The ICRC President said their operation in the Lake Chad region was the second largest in the world, after Syria, adding that there are nutritional, health, water and sanitation issues in the North-East, besides rebuilding of infrastructure.

Meanwhile, less than a week after the release of 21 of the over 200 abducted Chibok secondary schoolgirls in Borno State, by the Boko Haram, the Peace Corps of Nigeria(PCN), on Monday, donated N3.5 million for the support of the released girls and others yet to be released.

The National Commandant of the Corps, Ambassador Dickson Akoh made the donation in Abuja, on Monday, during  the inauguration and signing of the Memorandum of Understanding (MOU) of endowment fund in support of 21 Chibok girls, in partnership with the  Africa Support and Empowerment Initiative (AFRISEI, a non- governmental organisation of Hajiya Hadiza Buhari Bello, the  first daughter of President Muhammadu Buhari.

Ambassador Akoh stated  that the donation was a paltry contribution by the officers of the Corps in the 36 states of the federation and the Federal Capital Territory(FCT)Abuja,  to the welfare and rehabilitation of the girls who had suffered an unprecedented trauma while in captivity.

According to him, “we are convinced that the Federal Government needs more support now than ever  before, following the recent release of  21 girls whose rehabilitation and integration into the society is very essential, which we are of the opinion that, it should not be left for the government alone, but the supported by all and sundry

“We are therefore of the view that the release of these girls should elicit the passion and humanitarian concern of all public -spirited Nigerians and charitable organization towards the welfare of these girls.

“Our organisation in partnership with the Africa Support and Empowerment Initiative (AFRISEI) has formed a formidable synergy, with a view to setting up an endowment fund which will cater for the well-being of the released girls, and it is our ardent belief that this endowment fund will greatly assist in restoring hope to these girls who we know may have lost their self-esteem due to lack of confidence  in their continued productive existence as a result of their separation from their families.”

Ambassador Akoh while stating that the fund would domicile at the Zenith Bank whose  account would be made public soon, named  Hajiya Buhari Bello, the President of the Africa Support and Empowerment Initiative (AFRISEI),as the principal signatory to the account, and one each from the Corps and the Chibok community to ensure prudent management of the fund.

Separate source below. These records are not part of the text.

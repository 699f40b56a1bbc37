//! Sentiment engine service: Shuttle entrypoint.
//! Wires config, scorer, state store and metrics into the Axum router.

use std::sync::Arc;

use shuttle_axum::ShuttleAxum;
use ticker_sentiment_engine::api::{self, AppState};
use ticker_sentiment_engine::config::EngineConfig;
use ticker_sentiment_engine::metrics::Metrics;
use ticker_sentiment_engine::scorer::build_scorer;
use ticker_sentiment_engine::store::JsonFileStateStore;
use ticker_sentiment_engine::telemetry;
use ticker_sentiment_engine::SentimentEngine;

#[shuttle_runtime::main]
async fn axum() -> ShuttleAxum {
    // Load .env in local/dev; no-op in prod environments.
    let _ = dotenvy::dotenv();
    telemetry::init_tracing();

    let config = EngineConfig::load_default()?;
    let scorer = build_scorer(&config.scorer)?;
    let store = Arc::new(JsonFileStateStore::new(config.state_dir.clone()));
    tracing::info!(
        scorer = scorer.name(),
        state_dir = %config.state_dir.display(),
        "starting sentiment engine"
    );

    let metrics = Metrics::init()?;
    let engine = SentimentEngine::new(config, scorer).map_err(anyhow::Error::from)?;

    let router = api::create_router(AppState::new(engine, store)).merge(metrics.router());
    Ok(router.into())
}
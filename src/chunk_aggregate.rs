//! # Chunk Aggregator
//! Reduces the chunk results of one item into a single `ItemScore`.
//!
//! Score is the length-weighted mean of the successful chunks. The label is
//! re-derived from that score with the suggestion neutral band, not voted
//! from chunk labels.

use chrono::{DateTime, Utc};

use crate::error::{ItemRejection, ScoreUnavailable};
use crate::model::{clamp_unit, ChunkResult, ItemScore};
use crate::suggestion::Thresholds;

/// Scoring outcome for a single chunk.
#[derive(Debug, Clone, PartialEq)]
pub struct ChunkOutcome {
    pub chunk_index: usize,
    pub char_length: usize,
    pub result: Result<ChunkResult, ScoreUnavailable>,
}

pub fn aggregate_item(
    item_id: &str,
    published_at: DateTime<Utc>,
    outcomes: &[ChunkOutcome],
    thresholds: &Thresholds,
) -> Result<ItemScore, ItemRejection> {
    let mut weighted = 0.0f64;
    let mut weight = 0.0f64;
    let mut ok = 0usize;

    for o in outcomes {
        if let Ok(r) = &o.result {
            let w = o.char_length as f64;
            weighted += r.score * w;
            weight += w;
            ok += 1;
        }
    }

    if ok == 0 {
        return Err(ItemRejection::NoScorableChunks {
            chunk_count: outcomes.len(),
        });
    }

    let score = if weight > 0.0 {
        clamp_unit(weighted / weight)
    } else {
        // zero-length chunks only: plain mean
        let sum: f64 = outcomes
            .iter()
            .filter_map(|o| o.result.as_ref().ok())
            .map(|r| r.score)
            .sum();
        clamp_unit(sum / ok as f64)
    };

    Ok(ItemScore {
        item_id: item_id.to_string(),
        label: thresholds.label_for(score),
        score,
        chunk_count: outcomes.len(),
        failed_chunk_count: outcomes.len() - ok,
        published_at,
    })
}
//! JSON persistence for word lists
//!
//! The file is a single object with two string arrays:
//! `{"valid_answers": [...], "also_valid_guesses": [...]}`.

use super::WordLists;
use crate::core::Word;
use anyhow::{Context, Result};
use log::{debug, info};
use serde::{Deserialize, Serialize};
use std::fs::{self, File};
use std::io::{BufWriter, Write};
use std::path::Path;

/// Default location of the word list file, relative to the working directory
pub const DEFAULT_LISTS_FILE: &str = "wordle_lists.json";

/// On-disk shape of the word list file
#[derive(Debug, Clone, PartialEq, Eq, Serialize, Deserialize)]
pub struct WordListsFile {
    pub valid_answers: Vec<String>,
    pub also_valid_guesses: Vec<String>,
}

impl From<&WordLists> for WordListsFile {
    fn from(lists: &WordLists) -> Self {
        let texts = |words: &[Word]| -> Vec<String> {
            words.iter().map(|w| w.text().to_string()).collect()
        };
        Self {
            valid_answers: texts(lists.valid_answers()),
            also_valid_guesses: texts(lists.also_valid_guesses()),
        }
    }
}

impl TryFrom<WordListsFile> for WordLists {
    type Error = super::WordListError;

    fn try_from(file: WordListsFile) -> Result<Self, Self::Error> {
        Self::from_strings(&file.valid_answers, &file.also_valid_guesses)
    }
}

/// Load word lists from a JSON file
///
/// # Errors
///
/// Returns an error if the file cannot be read, is not valid JSON of the
/// expected shape, or contains malformed words.
pub fn load_from_file<P: AsRef<Path>>(path: P) -> Result<WordLists> {
    let path = path.as_ref();
    debug!("Loading word lists from {}", path.display());

    let content = fs::read_to_string(path).with_context(|| {
        format!(
            "Failed to read word lists from \"{}\" (run the fetch command first)",
            path.display()
        )
    })?;
    let file: WordListsFile = serde_json::from_str(&content)
        .with_context(|| format!("Malformed word list file \"{}\"", path.display()))?;
    let lists = WordLists::try_from(file)
        .with_context(|| format!("Unusable word lists in \"{}\"", path.display()))?;

    info!(
        "Loaded {} answers and {} extra guesses ({} distinct allowed words)",
        lists.valid_answers().len(),
        lists.also_valid_guesses().len(),
        lists.allowed_count()
    );
    Ok(lists)
}

/// Write word lists to a JSON file, replacing any existing file
///
/// # Errors
///
/// Returns an error if the file cannot be created or written.
pub fn save_to_file<P: AsRef<Path>>(lists: &WordLists, path: P) -> Result<()> {
    let path = path.as_ref();
    let file = File::create(path)
        .with_context(|| format!("Failed to create \"{}\"", path.display()))?;

    let mut writer = BufWriter::new(file);
    serde_json::to_writer(&mut writer, &WordListsFile::from(lists))
        .with_context(|| format!("Failed to write word lists to \"{}\"", path.display()))?;
    writer
        .flush()
        .with_context(|| format!("Failed to write word lists to \"{}\"", path.display()))?;

    info!("Saved word lists to {}", path.display());
    Ok(())
}
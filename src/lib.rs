//! Terminal Wordle
//!
//! A Wordle clone for the terminal: colored or plain feedback, an optional
//! hard mode, and word lists scraped from the puzzle's website.
//!
//! # Quick Start
//!
//! ```rust
//! use wordle_term::core::{LetterStatus, Word, classify};
//!
//! let guess = Word::new("trace").unwrap();
//! let answer = Word::new("crane").unwrap();
//!
//! let feedback = classify(&guess, &answer);
//! assert_eq!(feedback.statuses()[3], LetterStatus::Misplaced);
//! println!("{}", feedback.to_emoji());
//! ```

// Core domain types
pub mod core;

// Game sessions
pub mod game;

// Word lists
pub mod wordlists;

// Command implementations
pub mod commands;

// Terminal output formatting
pub mod output;
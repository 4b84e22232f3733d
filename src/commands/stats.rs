//! Letter frequency statistics over the answer list

use crate::core::{ALPHABET_SIZE, WORD_LENGTH, Word};
use rayon::prelude::*;

/// Letters with their occurrence counts, most common first
pub type Frequencies = Vec<(char, usize)>;

/// Letter frequencies over all answers
#[derive(Debug, Clone, PartialEq, Eq)]
pub struct LetterStats {
    pub total_words: usize,
    pub overall: Frequencies,
    pub by_position: Vec<Frequencies>,
}

impl LetterStats {
    /// Number of letters counted in [`Self::overall`]
    #[must_use]
    pub const fn total_letters(&self) -> usize {
        self.total_words * WORD_LENGTH
    }
}

#[derive(Clone, Copy)]
struct Tally {
    overall: [usize; ALPHABET_SIZE],
    by_position: [[usize; ALPHABET_SIZE]; WORD_LENGTH],
}

impl Default for Tally {
    fn default() -> Self {
        Self {
            overall: [0; ALPHABET_SIZE],
            by_position: [[0; ALPHABET_SIZE]; WORD_LENGTH],
        }
    }
}

impl Tally {
    fn add(mut self, word: &Word) -> Self {
        for (position, &letter) in word.letters().iter().enumerate() {
            let slot = usize::from(letter - b'a');
            self.overall[slot] += 1;
            self.by_position[position][slot] += 1;
        }
        self
    }

    fn merge(mut self, other: Self) -> Self {
        for (a, b) in self.overall.iter_mut().zip(other.overall) {
            *a += b;
        }
        for (row, other_row) in self.by_position.iter_mut().zip(other.by_position) {
            for (a, b) in row.iter_mut().zip(other_row) {
                *a += b;
            }
        }
        self
    }
}

/// Most common first; ties alphabetical; letters never seen are left out
fn frequencies(counts: &[usize; ALPHABET_SIZE]) -> Frequencies {
    let mut freqs: Frequencies = ('a'..='z')
        .zip(counts.iter().copied())
        .filter(|&(_, count)| count > 0)
        .collect();
    freqs.sort_by(|a, b| b.1.cmp(&a.1).then(a.0.cmp(&b.0)));
    freqs
}

/// Count letters overall and per position across `answers`
#[must_use]
pub fn letter_stats(answers: &[Word]) -> LetterStats {
    let tally = answers
        .par_iter()
        .fold(Tally::default, Tally::add)
        .reduce(Tally::default, Tally::merge);

    LetterStats {
        total_words: answers.len(),
        overall: frequencies(&tally.overall),
        by_position: tally.by_position.iter().map(frequencies).collect(),
    }
}

#[cfg(test)]
mod tests {
    use super::*;

    fn words(list: &[&str]) -> Vec<Word> {
        list.iter().map(|w| Word::new(*w).unwrap()).collect()
    }

    #[test]
    fn overall_counts_sorted() {
        let stats = letter_stats(&words(&["allot", "lolly"]));

        assert_eq!(stats.total_words, 2);
        assert_eq!(stats.total_letters(), 10);
        assert_eq!(
            stats.overall,
            vec![('l', 5), ('o', 2), ('a', 1), ('t', 1), ('y', 1)]
        );
    }

    #[test]
    fn per_position_counts() {
        let stats = letter_stats(&words(&["crane", "crate", "slate"]));

        assert_eq!(stats.by_position.len(), WORD_LENGTH);
        assert_eq!(stats.by_position[0], vec![('c', 2), ('s', 1)]);
        assert_eq!(stats.by_position[2], vec![('a', 3)]);
        assert_eq!(stats.by_position[3], vec![('t', 2), ('n', 1)]);
    }

    #[test]
    fn no_answers() {
        let stats = letter_stats(&[]);
        assert_eq!(stats.total_letters(), 0);
        assert!(stats.overall.is_empty());
        assert!(stats.by_position.iter().all(Vec::is_empty));
    }
}
//! Formatting utilities for terminal output

use crate::core::{Feedback, LetterStatus};
use owo_colors::{OwoColorize, Style};
use supports_color::Stream;

/// An sRGB color
pub type Rgb = (u8, u8, u8);

/// Light or dark board
#[derive(Debug, Clone, Copy, Default, PartialEq, Eq)]
pub enum Theme {
    Light,
    #[default]
    Dark,
}

/// Colors used for a colored board
#[derive(Debug, Clone, Copy, Default, PartialEq, Eq)]
pub struct Palette {
    pub theme: Theme,
    pub high_contrast: bool,
}

/// Something on the board that gets a color
#[derive(Debug, Clone, Copy, PartialEq, Eq)]
pub enum ColorTarget {
    Background,
    Letter,
    Tile(LetterStatus),
}

// Columns: light, dark, light high contrast, dark high contrast
const BACKGROUND: [Rgb; 4] = [(255, 255, 255), (18, 18, 19), (255, 255, 255), (18, 18, 19)];
const LETTER: [Rgb; 4] = [
    (255, 255, 255),
    (215, 218, 220),
    (255, 255, 255),
    (255, 255, 255),
];
const WRONG: [Rgb; 4] = [(120, 124, 126), (58, 58, 60), (120, 124, 126), (58, 58, 60)];
const MISPLACED: [Rgb; 4] = [(201, 180, 88), (181, 159, 59), (133, 192, 249), (133, 192, 249)];
const RIGHT: [Rgb; 4] = [(106, 170, 100), (83, 141, 78), (245, 121, 58), (245, 121, 58)];

impl Palette {
    #[must_use]
    pub const fn color(self, target: ColorTarget) -> Rgb {
        let column = match self.theme {
            Theme::Light => 0,
            Theme::Dark => 1,
        } + if self.high_contrast { 2 } else { 0 };

        let row = match target {
            ColorTarget::Background => &BACKGROUND,
            ColorTarget::Letter => &LETTER,
            ColorTarget::Tile(LetterStatus::Wrong) => &WRONG,
            ColorTarget::Tile(LetterStatus::Misplaced) => &MISPLACED,
            ColorTarget::Tile(LetterStatus::Right) => &RIGHT,
        };
        row[column]
    }
}

/// How feedback rows are drawn
#[derive(Debug, Clone, Copy, PartialEq, Eq)]
pub enum RenderStyle {
    /// ` A ` right, `(A)` misplaced, ` _ ` wrong
    Plain,
    /// 24-bit colored tiles
    Color(Palette),
}

impl Default for RenderStyle {
    fn default() -> Self {
        Self::Color(Palette::default())
    }
}

impl RenderStyle {
    /// Colored tiles if stdout takes colors, plain markers otherwise
    ///
    /// Honors `NO_COLOR` and `FORCE_COLOR`.
    #[must_use]
    pub fn for_stdout(palette: Palette) -> Self {
        if supports_color::on(Stream::Stdout).is_some() {
            Self::Color(palette)
        } else {
            Self::Plain
        }
    }
}

fn plain_tile(letter: char, status: LetterStatus) -> String {
    match status {
        LetterStatus::Right => format!(" {letter} "),
        LetterStatus::Misplaced => format!("({letter})"),
        LetterStatus::Wrong => " _ ".to_string(),
    }
}

/// Format one feedback row
#[must_use]
pub fn render_feedback(feedback: &Feedback, style: RenderStyle) -> String {
    let tiles = feedback
        .iter()
        .map(|(letter, status)| (char::from(letter).to_ascii_uppercase(), status));

    match style {
        RenderStyle::Plain => tiles
            .map(|(letter, status)| format!(" {}", plain_tile(letter, status)))
            .collect(),
        RenderStyle::Color(palette) => {
            let (fr, fg, fb) = palette.color(ColorTarget::Letter);
            let (br, bg, bb) = palette.color(ColorTarget::Background);
            let separator = " ".style(Style::new().on_truecolor(br, bg, bb)).to_string();
            let mut row = String::new();

            for (i, (letter, status)) in tiles.enumerate() {
                if i > 0 {
                    row.push_str(&separator);
                }
                let (tr, tg, tb) = palette.color(ColorTarget::Tile(status));
                let tile_style = Style::new()
                    .truecolor(fr, fg, fb)
                    .on_truecolor(tr, tg, tb);
                row.push_str(&format!(" {letter} ").style(tile_style).to_string());
            }
            row
        }
    }
}

/// Format a share grid, one emoji row per guess
#[must_use]
pub fn share_grid(history: &[Feedback]) -> String {
    history
        .iter()
        .map(Feedback::to_emoji)
        .collect::<Vec<_>>()
        .join("\n")
}

#[cfg(test)]
mod tests {
    use super::*;
    use crate::core::{WORD_LENGTH, Word, classify};

    fn feedback(guess: &str, answer: &str) -> Feedback {
        classify(&Word::new(guess).unwrap(), &Word::new(answer).unwrap())
    }

    #[test]
    fn plain_row() {
        let row = render_feedback(&feedback("trace", "crane"), RenderStyle::Plain);
        assert_eq!(row, "  _   R   A  (C)  E ");
    }

    #[test]
    fn plain_row_all_wrong() {
        let row = render_feedback(&feedback("built", "crane"), RenderStyle::Plain);
        assert_eq!(row, "  _   _   _   _   _ ");
    }

    #[test]
    fn color_row_uses_truecolor_sequences() {
        let row = render_feedback(
            &feedback("trace", "crane"),
            RenderStyle::Color(Palette::default()),
        );

        // Letter color on the wrong tile, then a dark board gap, then a right tile
        let wrong_t = "\x1b[38;2;215;218;220;48;2;58;58;60m T \x1b[0m";
        let gap = "\x1b[48;2;18;18;19m \x1b[0m";
        let right_r = "\x1b[38;2;215;218;220;48;2;83;141;78m R \x1b[0m";
        assert!(row.starts_with(&format!("{wrong_t}{gap}{right_r}{gap}")));

        let misplaced_c = "\x1b[38;2;215;218;220;48;2;181;159;59m C \x1b[0m";
        assert!(row.contains(misplaced_c));
        assert_eq!(row.matches(gap).count(), WORD_LENGTH - 1);
    }

    #[test]
    fn light_high_contrast_row() {
        let palette = Palette {
            theme: Theme::Light,
            high_contrast: true,
        };
        let row = render_feedback(&feedback("crane", "crane"), RenderStyle::Color(palette));

        let right_c = "\x1b[38;2;255;255;255;48;2;245;121;58m C \x1b[0m";
        assert!(row.starts_with(right_c));
        assert!(row.contains("\x1b[48;2;255;255;255m \x1b[0m"));
    }

    #[test]
    fn palette_columns() {
        let dark = Palette::default();
        assert_eq!(dark.color(ColorTarget::Background), (18, 18, 19));
        assert_eq!(dark.color(ColorTarget::Tile(LetterStatus::Right)), (83, 141, 78));

        let light = Palette {
            theme: Theme::Light,
            high_contrast: false,
        };
        assert_eq!(light.color(ColorTarget::Tile(LetterStatus::Misplaced)), (201, 180, 88));

        let light_hc = Palette {
            theme: Theme::Light,
            high_contrast: true,
        };
        assert_eq!(light_hc.color(ColorTarget::Tile(LetterStatus::Right)), (245, 121, 58));

        let dark_hc = Palette {
            theme: Theme::Dark,
            high_contrast: true,
        };
        assert_eq!(dark_hc.color(ColorTarget::Letter), (255, 255, 255));
        assert_eq!(dark_hc.color(ColorTarget::Tile(LetterStatus::Wrong)), (58, 58, 60));
    }

    #[test]
    fn share_grid_rows() {
        let history = vec![feedback("trace", "crane"), feedback("crane", "crane")];
        assert_eq!(share_grid(&history), "⬛🟩🟩🟨🟩\n🟩🟩🟩🟩🟩");
    }
}
//! Command implementations

pub mod fetch;
pub mod play;
pub mod stats;

pub use fetch::run_fetch;
pub use play::{PlayResult, play_on_terminal, run_play};
pub use stats::{LetterStats, letter_stats};
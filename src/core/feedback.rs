//! Per-letter feedback for a guess
//!
//! Feedback is computed in two passes so that duplicate letters are never
//! credited more often than they occur in the answer:
//! 1. Exact position matches are marked [`LetterStatus::Right`] and claim one
//!    occurrence of their letter.
//! 2. Remaining positions, left to right, are [`LetterStatus::Misplaced`] while
//!    the answer still holds an unclaimed occurrence of the letter, otherwise
//!    [`LetterStatus::Wrong`].

use super::letters::LetterCounts;
use super::word::{WORD_LENGTH, Word};

/// Status of a single guessed letter
#[derive(Debug, Clone, Copy, PartialEq, Eq, Hash)]
pub enum LetterStatus {
    /// Letter is at this exact position in the answer
    Right,
    /// Letter occurs in the answer, but not (unclaimed) at this position
    Misplaced,
    /// Letter cannot be credited
    Wrong,
}

impl LetterStatus {
    /// Share-grid square for this status
    #[must_use]
    pub const fn emoji(self) -> char {
        match self {
            Self::Right => '🟩',
            Self::Misplaced => '🟨',
            Self::Wrong => '⬛',
        }
    }
}

/// The evaluated result of one guess against the answer
#[derive(Debug, Clone, PartialEq, Eq)]
pub struct Feedback {
    guess: Word,
    statuses: [LetterStatus; WORD_LENGTH],
}

/// Classify every letter of `guess` against `answer`
///
/// Both words have [`WORD_LENGTH`] letters by construction. For any letter,
/// the number of positions marked right or misplaced never exceeds the number
/// of times it occurs in `answer`.
///
/// # Examples
/// ```
/// use wordle_term::core::{LetterStatus, Word, classify};
///
/// let answer = Word::new("allot").unwrap();
/// let guess = Word::new("lolly").unwrap();
/// let feedback = classify(&guess, &answer);
///
/// use LetterStatus::{Misplaced, Right, Wrong};
/// assert_eq!(feedback.statuses(), &[Misplaced, Misplaced, Right, Wrong, Wrong]);
/// ```
#[must_use]
pub fn classify(guess: &Word, answer: &Word) -> Feedback {
    let available = answer.letter_counts();
    let mut claimed = LetterCounts::default();
    let mut statuses = [LetterStatus::Wrong; WORD_LENGTH];

    for ((status, &g), &a) in statuses
        .iter_mut()
        .zip(guess.letters())
        .zip(answer.letters())
    {
        if g == a {
            *status = LetterStatus::Right;
            claimed.add(g);
        }
    }

    for (status, &g) in statuses.iter_mut().zip(guess.letters()) {
        if *status != LetterStatus::Right && available.get(g) > claimed.get(g) {
            *status = LetterStatus::Misplaced;
            claimed.add(g);
        }
    }

    Feedback {
        guess: guess.clone(),
        statuses,
    }
}

impl Feedback {
    /// The guess this feedback describes
    #[inline]
    #[must_use]
    pub const fn guess(&self) -> &Word {
        &self.guess
    }

    #[inline]
    #[must_use]
    pub const fn statuses(&self) -> &[LetterStatus; WORD_LENGTH] {
        &self.statuses
    }

    /// Each guessed letter paired with its status, in position order
    pub fn iter(&self) -> impl Iterator<Item = (u8, LetterStatus)> + '_ {
        self.guess
            .letters()
            .iter()
            .copied()
            .zip(self.statuses.iter().copied())
    }

    /// Check if every letter is right
    #[must_use]
    pub fn is_win(&self) -> bool {
        self.statuses.iter().all(|&s| s == LetterStatus::Right)
    }

    /// Positions marked right, with the letter found there
    pub fn right_letters(&self) -> impl Iterator<Item = (usize, u8)> + '_ {
        self.iter()
            .enumerate()
            .filter(|(_, (_, status))| *status == LetterStatus::Right)
            .map(|(position, (letter, _))| (position, letter))
    }

    /// Multiset of letters marked misplaced
    #[must_use]
    pub fn misplaced_counts(&self) -> LetterCounts {
        self.iter()
            .filter(|&(_, status)| status == LetterStatus::Misplaced)
            .map(|(letter, _)| letter)
            .collect()
    }

    /// Convert to a share-grid row such as "⬛🟨🟩⬛🟩"
    #[must_use]
    pub fn to_emoji(&self) -> String {
        self.statuses.iter().map(|s| s.emoji()).collect()
    }
}
//! Scraping word lists from the puzzle's website
//!
//! The page references a single bundled script `main.<hash>.js`; that script
//! holds the answer list and the extra-guess list as JS array literals.

use super::{WordLists, store::WordListsFile};
use crate::core::WORD_LENGTH;
use anyhow::{Context, Result, bail};
use log::{debug, info};
use regex::Regex;
use reqwest::blocking::Client;

/// Page the word lists are scraped from
pub const DEFAULT_URL: &str = "https://www.powerlanguage.co.uk/wordle";

/// Find the bundled script name in the page HTML
///
/// # Errors
///
/// Returns an error unless exactly one matching script tag is present.
pub fn find_script_name(html: &str) -> Result<String> {
    let re = Regex::new(r#"<script src="(main\.[0-9a-f]+\.js)">"#)?;
    let names: Vec<&str> = re
        .captures_iter(html)
        .filter_map(|c| c.get(1))
        .map(|m| m.as_str())
        .collect();

    match names.as_slice() {
        [name] => Ok((*name).to_string()),
        _ => bail!("Failed to determine URL for JavaScript source!"),
    }
}

/// Pull the two word lists out of the script source
///
/// The shorter list holds the answers, the longer one the extra guesses.
/// Both are sorted.
///
/// # Errors
///
/// Returns an error if there are not exactly two lists, or both have the
/// same length.
pub fn extract_word_lists(js: &str) -> Result<WordListsFile> {
    let word = format!(r#""[a-z]{{{WORD_LENGTH}}}""#);
    let re = Regex::new(&format!(r"=\[({word}(?:,{word})*)\]"))?;

    let mut lists: Vec<Vec<String>> = re
        .captures_iter(js)
        .filter_map(|c| c.get(1))
        .map(|m| {
            let mut words: Vec<String> = m
                .as_str()
                .split(',')
                .map(|w| w.trim_matches('"').to_string())
                .collect();
            words.sort_unstable();
            words
        })
        .collect();

    let (Some(second), Some(first), None) = (lists.pop(), lists.pop(), lists.pop()) else {
        bail!("Failed to locate word lists within JavaScript source!");
    };
    debug!("Found word lists of {} and {} words", first.len(), second.len());

    let (valid_answers, also_valid_guesses) = match first.len().cmp(&second.len()) {
        std::cmp::Ordering::Less => (first, second),
        std::cmp::Ordering::Greater => (second, first),
        std::cmp::Ordering::Equal => {
            bail!("Both word lists are same size, cannot tell them apart!")
        }
    };

    Ok(WordListsFile {
        valid_answers,
        also_valid_guesses,
    })
}

fn get_text(client: &Client, url: &str) -> Result<String> {
    debug!("GET {url}");
    let response = client
        .get(url)
        .send()
        .with_context(|| format!("Failed to get URL \"{url}\"!"))?;

    let status = response.status();
    if !status.is_success() {
        bail!("Failed to get URL \"{url}\", with status {}!", status.as_u16());
    }

    response
        .text()
        .with_context(|| format!("Failed to read body of \"{url}\"!"))
}

/// Download the page and its script, and extract the word lists
///
/// # Errors
///
/// Returns an error on any network failure, an unexpected page layout, or
/// malformed words in the extracted lists.
pub fn fetch_word_lists(base_url: &str) -> Result<WordLists> {
    let base_url = base_url.trim_end_matches('/');
    let client = Client::builder()
        .build()
        .context("Failed to create HTTP client")?;

    let html = get_text(&client, base_url)?;
    let script = find_script_name(&html)?;
    info!("Found script {script}");

    let js = get_text(&client, &format!("{base_url}/{script}"))?;
    let file = extract_word_lists(&js)?;

    Ok(WordLists::try_from(file)?)
}

#[cfg(test)]
mod tests {
    use super::*;

    #[test]
    fn script_name_found() {
        let html = r#"<html><head><script src="main.e65ce0a5.js"></script></head></html>"#;
        assert_eq!(find_script_name(html).unwrap(), "main.e65ce0a5.js");
    }

    #[test]
    fn script_name_must_be_unique() {
        assert!(find_script_name("<html></html>").is_err());

        let twice = r#"<script src="main.aa.js"></script><script src="main.bb.js"></script>"#;
        let err = find_script_name(twice).unwrap_err();
        assert_eq!(err.to_string(), "Failed to determine URL for JavaScript source!");
    }

    #[test]
    fn lists_extracted_and_sorted() {
        let js = r#"var La=["cigar","rebut","sissy"],Ta=["aahed","aalii","aargh","zymic"],x=["ab","cd"];"#;
        let file = extract_word_lists(js).unwrap();

        assert_eq!(file.valid_answers, ["cigar", "rebut", "sissy"]);
        assert_eq!(file.also_valid_guesses, ["aahed", "aalii", "aargh", "zymic"]);
    }

    #[test]
    fn larger_list_first_still_goes_to_guesses() {
        let js = r#"a=["zymic","aahed","aargh"];b=["sissy","cigar"];"#;
        let file = extract_word_lists(js).unwrap();

        assert_eq!(file.valid_answers, ["cigar", "sissy"]);
        assert_eq!(file.also_valid_guesses, ["aahed", "aargh", "zymic"]);
    }

    #[test]
    fn wrong_number_of_lists() {
        let one = r#"a=["cigar","rebut"];"#;
        let three = r#"a=["cigar"];b=["rebut","sissy"];c=["aahed","aalii","aargh"];"#;

        for js in [one, three] {
            let err = extract_word_lists(js).unwrap_err();
            assert_eq!(
                err.to_string(),
                "Failed to locate word lists within JavaScript source!"
            );
        }
    }

    #[test]
    fn same_size_lists_are_ambiguous() {
        let js = r#"a=["cigar","rebut"];b=["aahed","aalii"];"#;
        let err = extract_word_lists(js).unwrap_err();
        assert_eq!(
            err.to_string(),
            "Both word lists are same size, cannot tell them apart!"
        );
    }
}
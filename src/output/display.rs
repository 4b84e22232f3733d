//! Display functions for command results

use crate::commands::stats::LetterStats;
use crate::core::WORD_LENGTH;
use std::fmt;

fn write_frequencies(
    f: &mut fmt::Formatter<'_>,
    freqs: &[(char, usize)],
    total: usize,
) -> fmt::Result {
    let width = total.to_string().len();
    for (letter, count) in freqs {
        writeln!(f, "{count:>width$}/{total} {letter}")?;
    }
    Ok(())
}

/// The letter frequency report: overall counts, then one block per position
impl fmt::Display for LetterStats {
    fn fmt(&self, f: &mut fmt::Formatter<'_>) -> fmt::Result {
        writeln!(f, "Overall Stats:")?;
        write_frequencies(f, &self.overall, self.total_letters())?;

        for (i, freqs) in self.by_position.iter().enumerate().take(WORD_LENGTH) {
            writeln!(f, "\nLetter {} Stats:", i + 1)?;
            write_frequencies(f, freqs, self.total_words)?;
        }
        Ok(())
    }
}

/// Print the letter frequency report
pub fn print_letter_stats(stats: &LetterStats) {
    print!("{stats}");
}

#[cfg(test)]
mod tests {
    use super::*;
    use crate::commands::stats::letter_stats;
    use crate::core::Word;

    #[test]
    fn report_layout() {
        let answers: Vec<Word> = ["allot", "lolly"]
            .iter()
            .map(|w| Word::new(*w).unwrap())
            .collect();
        let report = letter_stats(&answers).to_string();
        let lines: Vec<&str> = report.lines().collect();

        assert_eq!(lines[0], "Overall Stats:");
        assert_eq!(lines[1], " 5/10 l");
        assert_eq!(lines[2], " 2/10 o");
        assert_eq!(lines[3], " 1/10 a");

        assert!(report.contains("\nLetter 1 Stats:\n1/2 a\n1/2 l\n"));
        assert!(report.contains("\nLetter 5 Stats:\n1/2 t\n1/2 y\n"));
        assert_eq!(report.matches("Stats:").count(), WORD_LENGTH + 1);
    }
}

He then appealed to individuals, philanthropists,organisations and the international communities to emulate the kind gesture of the organisation, by coming to the aid of the girls, and the victims of the Boko Haram insurgents scattered all over the countries in the internally displaced persons(IDPs) camps

In her remark, the President of  AFRISEI, Hadiza Buhari noted that AFRISEI was a charitable organisation   committed to empowering the youth and the less privileged in  job creations and skills acquisition.

She pointed out  that considering the current economic recession the country was passing through.” it is necessary for government to be assisted in ensuring that fund is raised to champion the course of rehabilitating the released Chibok girls to a concluding success

“With support of our stakeholders, the Peace Corps of Nigeria and the Medical Laboratory Science Council of Nigeria (MLSCN) under  the direction of  Dr Tosan Erabhor has pledged his support as our partner to carry out free medical test on Hepatitis, B&C, HIV, malaria and sugar level on the girls.